Well, my St. Patrick's Day really started on the prior day, March 16, as my daughter was in town.  We always have corned beef and I hadn't secured one, so after work (lawyers, you should be aware, often work six days a week. . . at least I do) I went to get one.

Usually, this isn't a problem, but it was on Saturday and I ended up getting one at a specialty butcher shop after going to three of them, which is a nice thing to think of in a way.  Distributism saved the holiday.

I now also have a corned pork butt, or corned pork roast, I'll have to look at the label, from the second one I visited, that visit being due to the recommendation of the first. They were really friendly at all of them, and at that one they insisted I try the corned pork, which they had just cooked one of for themselves.

It was quite good, much like pastrami.

Long-suffering spouse informed me that while she doesn't like corned beef (her DNA, I'd note, is almost as Irish as mine, but not quite) she hates pastrami.

Anyhow, I also went to the liquor store to buy stout and Irish whiskey.  I got the last six-pack of Guinness and some Irish ale I'd never heard of.

Which made me wonder what on earth was going on.  To see the shelves cleared that way was downright weird. And all the parking lots all over town were full.

I chose the liquor store as it was near one of the churches in town, and it gave me the opportunity to go to confession.  They informed me in the store, which was new, that the parking lot was full as their bar had just opened, and it was packed. That surprised me as it was about 1:00 p.m. which strikes me as really early to hit the bars.

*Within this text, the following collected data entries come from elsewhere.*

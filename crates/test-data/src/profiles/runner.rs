//! Runner profile.

use super::AthleteProfile;

/// Trail runner: fast on the flat, heart rate close to threshold on climbs.
#[derive(Debug, Clone)]
pub struct RunnerProfile {
    base_speed: f64,
    resting_heartrate: f64,
    max_heartrate: f64,
    variance: f64,
}

impl Default for RunnerProfile {
    fn default() -> Self {
        Self {
            base_speed: 3.2, // ~5:10/km
            resting_heartrate: 52.0,
            max_heartrate: 190.0,
            variance: 0.06,
        }
    }
}

impl RunnerProfile {
    pub fn with_max_heartrate(mut self, max_heartrate: f64) -> Self {
        self.max_heartrate = max_heartrate;
        self
    }

    pub fn with_pace(mut self, pace_min_per_km: f64) -> Self {
        self.base_speed = 1000.0 / (pace_min_per_km * 60.0);
        self
    }
}

impl AthleteProfile for RunnerProfile {
    fn base_speed_mps(&self) -> f64 {
        self.base_speed
    }

    fn grade_factor(&self, grade: f64) -> f64 {
        if grade >= 0.0 {
            (1.0 - grade * 6.0).max(0.25)
        } else {
            (1.0 - grade * 3.0).min(1.4)
        }
    }

    fn resting_heartrate(&self) -> f64 {
        self.resting_heartrate
    }

    fn max_heartrate(&self) -> f64 {
        self.max_heartrate
    }

    fn effort_at_grade(&self, grade: f64) -> f64 {
        // Easy aerobic on the flat, approaching threshold above ~12%.
        if grade >= 0.0 {
            (0.65 + grade * 2.5).min(0.95)
        } else {
            (0.65 + grade * 1.5).max(0.45)
        }
    }

    fn variance(&self) -> f64 {
        self.variance
    }
}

I went to confession, as noted, and was right behind my next store neighbors.  I avail myself of the sacrament frequently, so I was comfortable speaking to my neighbor while in line.  I know what my sins and many failings are.  The very traditionally dressed women behind me in line, however, was clearly not happy with us chatting. Anyhow, it's odd as we live right next store, but we don't actually chat all that much.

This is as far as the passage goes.